In reality though, yes it is technically possible to do this even where you need support for multiple browsers, but nobody is going to because as I understand it you would literally have to provide two video files - the Ogg Theora format video for Firefox, and the FLV for everyone else.

Putting a little switch on Moodle code would certainly be able to automatically handle which video file gets used - but for each individual video, each individual user would have to manually save the video into two formats and upload both. I really don't see that happening.

I don't know at all, but there might be some genuine prospect that IE9 gets this feature. (Microsoft aren't exactly in love with Flash... so maybe it depends whether they've given up on Silverlight by then...) Fingers crossed...

--sam
In reply to sam marshall

Re: Implications of video-tag in Firefox 3.5

by Alan Trick -

each individual user would have to manually save the video into two formats and upload both

That shouldn't be necessary, we can do something like wikimedia's OggHandler that automatically provides a java applet as a fallback.

In reply to Alan Trick

Re: Implications of video-tag in Firefox 3.5

by Paul Shirren -
Visvanath, you don't need conditionals.
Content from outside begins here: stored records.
// crates/sensor-fleet-core/src/runtime/directory.rs
// ============================================================================
// Module: Sensor Fleet Location Directory
// Description: Modification-time invalidated cache of the device directory file.
// Purpose: Resolve device identifiers to locations and staggered send delays.
// Dependencies: crate::core, serde_json, thiserror
// ============================================================================

//! ## Overview
//! The directory file is a JSON object mapping device identifier to location
//! name. Operators edit it in place; the cache notices by comparing the
//! file's modification time on every lookup and reloads the whole mapping
//! when it changes. Each device is assigned a delay offset of `step * i`,
//! where `i` is its position in file order, so devices spread their
//! submissions instead of waking in lockstep.
//!
//! # Invariants
//! - Readers see either the previous snapshot or the new one, never a mix.
//! - Only one caller reloads at a time; cache hits take only the read lock.
//! - A failed reload keeps the last good snapshot and is reported as a
//!   warning on the lookup that attempted it. The snapshot keeps the
//!   modification time of its last successful load, so later lookups retry
//!   until the file parses; repeat failures at the same modification time
//!   are not reported again.

// ============================================================================
// SECTION: Imports
// ============================================================================

use std::collections::HashMap;
use std::fs;
use std::path::Path;
use std::path::PathBuf;
use std::sync::Arc;
use std::sync::Mutex;
use std::sync::RwLock;
use std::time::SystemTime;

use serde::Deserialize;
use serde::Serialize;
use serde_json::Map;
use serde_json::Value;
use thiserror::Error;

use crate::core::DeviceId;
use crate::core::Location;

// ============================================================================
// SECTION: Constants
// ============================================================================

/// Default spacing between consecutive device delay offsets (100 ms).
pub const DEFAULT_DELAY_STEP_US: u64 = 100_000;

// ============================================================================
// SECTION: Errors
// ============================================================================

/// Directory reload errors.
#[derive(Debug, Clone, PartialEq, Eq, Error)]
pub enum DirectoryError {
    /// Directory file could not be read.
    #[error("directory io error: {0}")]
    Io(String),
    /// Directory file is not a JSON object of strings.
    #[error("directory parse error: {0}")]
    Parse(String),
}

// ============================================================================
// SECTION: Types
// ============================================================================

/// One device row in directory file order.
#[derive(Debug, Clone, PartialEq, Eq, Serialize, Deserialize)]
pub struct DirectoryEntry {
    /// Device identifier as written in the file.
    pub device_id: String,
    /// Assigned location.
    pub location: Location,
    /// Assigned send delay offset in microseconds.
    pub delay_us: u64,
}

/// Result of resolving one device.
#[derive(Debug, Clone, PartialEq, Eq)]
pub struct DirectoryLookup {
    /// Resolved location, or [`Location::unknown`].
    pub location: Location,
    /// Assigned delay offset in microseconds.
    pub delay_us: u64,
    /// Reload failure observed while serving this lookup.
    pub warning: Option<DirectoryError>,
}

/// Immutable directory state swapped in as a whole.
#[derive(Debug, Default)]
struct DirectorySnapshot {
    /// Modification time of the last successful load.
    observed: Option<SystemTime>,
    /// Modification time of the last failed reload already reported.
    failed: Option<SystemTime>,
    /// Entries in file order.
    entries: Vec<DirectoryEntry>,
    /// Device identifier to entry index.
    index: HashMap<String, usize>,
}

impl DirectorySnapshot {
    /// Builds a snapshot with an index over `entries`.
    fn new(observed: Option<SystemTime>, entries: Vec<DirectoryEntry>) -> Self {
        let index = entries
            .iter()
            .enumerate()
            .map(|(position, entry)| (entry.device_id.clone(), position))
            .collect();
        Self {
            observed,
            failed: None,
            entries,
            index,
        }
    }

    /// Copies this snapshot, marking `failed` as an already reported failure.
    fn with_failure(&self, failed: SystemTime) -> Self {
        Self {
            observed: self.observed,
            failed: Some(failed),
            entries: self.entries.clone(),
            index: self.index.clone(),
        }
    }

    /// Looks up a device in this snapshot.
    fn lookup(&self, device_id: &DeviceId, warning: Option<DirectoryError>) -> DirectoryLookup {
        match self.index.get(device_id.as_str()).and_then(|position| self.entries.get(*position)) {
            Some(entry) => DirectoryLookup {
                location: entry.location.clone(),
                delay_us: entry.delay_us,
                warning,
            },
            None => DirectoryLookup {
                location: Location::unknown(),
                delay_us: 0,
                warning,
            },
        }
    }
}

// ============================================================================
// SECTION: Directory Cache
// ============================================================================

/// Location directory cache shared by every request handler.
#[derive(Debug)]
pub struct LocationDirectory {
    /// Directory file path.
    path: PathBuf,
    /// Delay spacing in microseconds.
    delay_step_us: u64,
    /// Current snapshot.
    snapshot: RwLock<Arc<DirectorySnapshot>>,
    /// Serializes reloads.
    reload: Mutex<()>,
}

impl LocationDirectory {
    /// Creates a cache over `path`. Nothing is read until the first lookup.
    #[must_use]
    pub fn new(path: impl Into<PathBuf>, delay_step_us: u64) -> Self {
        Self {
            path: path.into(),
            delay_step_us,
            snapshot: RwLock::new(Arc::new(DirectorySnapshot::default())),
            reload: Mutex::new(()),
        }
    }

    /// Returns the directory file path.
    #[must_use]
    pub fn path(&self) -> &Path {
        &self.path
    }

    /// Resolves a device to its location and delay offset.
    #[must_use]
    pub fn resolve(&self, device_id: &DeviceId) -> DirectoryLookup {
        let (snapshot, warning) = self.refreshed();
        snapshot.lookup(device_id, warning)
    }

    /// Returns all entries in file order along with any reload warning.
    #[must_use]
    pub fn entries(&self) -> (Vec<DirectoryEntry>, Option<DirectoryError>) {
        let (snapshot, warning) = self.refreshed();
        (snapshot.entries.clone(), warning)
    }

    /// Returns a snapshot consistent with the file's current modification time.
    fn refreshed(&self) -> (Arc<DirectorySnapshot>, Option<DirectoryError>) {
        let current = self.current();
        let modified = match fs::metadata(&self.path).and_then(|meta| meta.modified()) {
            Ok(modified) => modified,
            Err(err) => {
                return (current, Some(DirectoryError::Io(format!("{}: {err}", self.path.display()))));
            }
        };
        if current.observed == Some(modified) {
            return (current, None);
        }
        self.reload(modified)
    }

    /// Reloads the file under the reload lock.
    fn reload(&self, modified: SystemTime) -> (Arc<DirectorySnapshot>, Option<DirectoryError>) {
        let _guard = self.reload.lock().unwrap_or_else(std::sync::PoisonError::into_inner);
        let current = self.current();
        if current.observed == Some(modified) {
            return (current, None);
        }
        match load_entries(&self.path, self.delay_step_us) {
            Ok(entries) => {
                let next = Arc::new(DirectorySnapshot::new(Some(modified), entries));
                self.install(Arc::clone(&next));
                (next, None)
            }
            Err(_) if current.failed == Some(modified) => (current, None),
            Err(err) => {
                let retained = Arc::new(current.with_failure(modified));
                self.install(Arc::clone(&retained));
                (retained, Some(err))
            }
        }
    }

    /// Returns the current snapshot.
    fn current(&self) -> Arc<DirectorySnapshot> {
        match self.snapshot.read() {
            Ok(guard) => Arc::clone(&guard),
            Err(poisoned) => Arc::clone(&poisoned.into_inner()),
        }
    }

    /// Publishes a new snapshot.
    fn install(&self, next: Arc<DirectorySnapshot>) {
        match self.snapshot.write() {
            Ok(mut guard) => *guard = next,
            Err(poisoned) => *poisoned.into_inner() = next,
        }
    }
}

// ============================================================================
// SECTION: Helpers
// ============================================================================

/// Reads the directory file and assigns delay offsets in file order.
fn load_entries(path: &Path, delay_step_us: u64) -> Result<Vec<DirectoryEntry>, DirectoryError> {
    let text = fs::read_to_string(path)
        .map_err(|err| DirectoryError::Io(format!("{}: {err}", path.display())))?;
    let mapping: Map<String, Value> = serde_json::from_str(&text)
        .map_err(|err| DirectoryError::Parse(format!("{}: {err}", path.display())))?;
    let mut entries = Vec::with_capacity(mapping.len());
    let mut delay_us: u64 = 0;
    for (device_id, value) in mapping {
        let Value::String(location) = value else {
            return Err(DirectoryError::Parse(format!(
                "{}: location for {device_id} must be a string",
                path.display()
            )));
        };
        entries.push(DirectoryEntry {
            device_id,
            location: Location::new(location),
            delay_us,
        });
        delay_us = delay_us.saturating_add(delay_step_us);
    }
    Ok(entries)
}
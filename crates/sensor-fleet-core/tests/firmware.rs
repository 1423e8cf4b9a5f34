// crates/sensor-fleet-core/tests/firmware.rs
// ============================================================================
// Module: Firmware Channel Tests
// Description: Stable/beta rollout decisions and image lookup.
// Purpose: Ensure devices are steered to the image for their channel.
// ============================================================================

//! Firmware channel registry tests.

#![allow(
    clippy::panic,
    clippy::print_stdout,
    clippy::print_stderr,
    clippy::unwrap_used,
    clippy::expect_used,
    clippy::use_debug,
    clippy::dbg_macro,
    clippy::panic_in_result_fn,
    clippy::unwrap_in_result,
    reason = "Test-only assertions and helpers are permitted."
)]

use sensor_fleet_core::Channel;
use sensor_fleet_core::FirmwareError;
use sensor_fleet_core::FirmwareImage;
use sensor_fleet_core::FirmwareRegistry;
use sensor_fleet_core::Location;
use sensor_fleet_core::runtime::firmware_digest;

const BASE_URL: &str = "https://sensors.example.net:4443";

fn image(bytes: &[u8]) -> FirmwareImage {
    FirmwareImage::build(bytes.to_vec(), None, None, BASE_URL).unwrap()
}

fn registry(with_beta: bool) -> FirmwareRegistry {
    FirmwareRegistry::new(image(b"stable build"), with_beta.then(|| image(b"beta build")))
}

#[test]
fn current_stable_hash_gets_no_update() {
    let registry = registry(true);
    let stable = registry.stable().hash().as_str().to_string();
    let decision = registry.decide(&stable, &Location::new("Kitchen"));
    assert_eq!(decision.channel, Channel::Stable);
    assert!(decision.new_firmware_url.is_none());
    assert!(!decision.beta_device);
}

#[test]
fn stable_mismatch_yields_stable_url() {
    let registry = registry(true);
    for reported in ["", "0000000000000000", "not-a-hash"] {
        let decision = registry.decide(reported, &Location::new("Garage"));
        assert_eq!(decision.new_firmware_url.as_deref(), Some(registry.stable().url()));
    }
    assert_eq!(
        registry.stable().url(),
        format!("{BASE_URL}/fw/{}", firmware_digest(b"stable build").as_str())
    );
}

#[test]
fn beta_location_tracks_beta_image() {
    let registry = registry(true);
    let beta = registry.beta().unwrap();
    let location = Location::new("(bench)");

    let outdated = registry.decide(registry.stable().hash().as_str(), &location);
    assert_eq!(outdated.channel, Channel::Beta);
    assert!(outdated.beta_device);
    assert_eq!(outdated.new_firmware_url.as_deref(), Some(beta.url()));

    let current = registry.decide(beta.hash().as_str(), &location);
    assert!(current.new_firmware_url.is_none());
    assert!(current.beta_device);
}

#[test]
fn without_beta_image_beta_locations_track_stable() {
    let registry = registry(false);
    let location = Location::new("(bench)");
    let decision = registry.decide("deadbeefdeadbeef", &location);
    assert_eq!(decision.channel, Channel::Stable);
    assert!(decision.beta_device);
    assert_eq!(decision.new_firmware_url.as_deref(), Some(registry.stable().url()));
    let current = registry.decide(registry.stable().hash().as_str(), &location);
    assert!(current.new_firmware_url.is_none());
}

#[test]
fn lookup_serves_either_channel_by_hash() {
    let registry = registry(true);
    let stable_hash = registry.stable().hash().as_str().to_string();
    let beta_hash = registry.beta().unwrap().hash().as_str().to_string();
    assert_eq!(&*registry.lookup(&stable_hash).unwrap().blob(), b"stable build");
    assert_eq!(&*registry.lookup(&beta_hash).unwrap().blob(), b"beta build");
    assert!(registry.lookup("0123456789abcdef").is_none());
}

#[test]
fn hash_source_names_the_image() {
    let built = FirmwareImage::build(b"binary".to_vec(), Some(&b"elf image"[..]), None, "https://host/").unwrap();
    assert_eq!(built.hash(), &firmware_digest(b"elf image"));
    assert_eq!(built.url(), format!("https://host/fw/{}", built.hash()));
    assert_eq!(built.hash().as_str().len(), 16);
}

#[test]
fn pinned_hash_must_match() {
    let computed = firmware_digest(b"binary");
    assert!(FirmwareImage::build(b"binary".to_vec(), None, Some(computed.as_str()), BASE_URL).is_ok());
    let err = FirmwareImage::build(b"binary".to_vec(), None, Some("ffffffffffffffff"), BASE_URL).unwrap_err();
    assert!(matches!(err, FirmwareError::HashMismatch { .. }));
}
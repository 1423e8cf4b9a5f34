// crates/sensor-fleet-config/tests/common/mod.rs
// =============================================================================
// Module: Config Test Helpers
// Description: Shared helpers for config validation tests.
// Purpose: Reduce duplication across integration tests for sensor-fleet-config.
// =============================================================================

#![allow(dead_code, reason = "Test helpers are selectively used across suites.")]

use sensor_fleet_config::ConfigError;
use sensor_fleet_config::FleetConfig;

/// Smallest configuration accepted by validation.
pub const MINIMAL_TOML: &str = r#"
[store]
path = "data/telemetry.db"

[directory]
path = "locations.json"

[firmware]
base_url = "https://sensors.example.net:8443"

[firmware.stable]
blob_path = "firmware/stable.bin"
"#;

/// Parses a TOML string into a `FleetConfig` without validation.
pub fn config_from_toml(toml_str: &str) -> Result<FleetConfig, toml::de::Error> {
    toml::from_str(toml_str)
}

/// Returns a minimal config with all defaults applied.
pub fn minimal_config() -> Result<FleetConfig, toml::de::Error> {
    config_from_toml(MINIMAL_TOML)
}

/// Asserts that a validation result failed with a message containing `needle`.
pub fn assert_invalid<T>(result: Result<T, ConfigError>, needle: &str) -> Result<(), String> {
    match result {
        Err(error) => {
            let message = error.to_string();
            if message.contains(needle) {
                Ok(())
            } else {
                Err(format!("error {message} did not contain {needle}"))
            }
        }
        Ok(_) => Err("expected invalid config".to_string()),
    }
}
HTML was designed to handle new tags gracefully. A html5 browser will recognize the video tag attributes and ignore the content between the tags. A non-html5 browser will just display the content between the tags. So you put your flash object inside the html5 tag and it works everywhere. No conditionals, browser sniffing or javascript required.

Sam, I don't like making the user responsible for uploading in all formats. The cleanest solution is to have a media upload interface that transcodes to all the required formats on the server. Disk space is cheap so storing the media is not a huge issue. Much less error prone and confusing for the masses. But changes required to the way moodle handles media.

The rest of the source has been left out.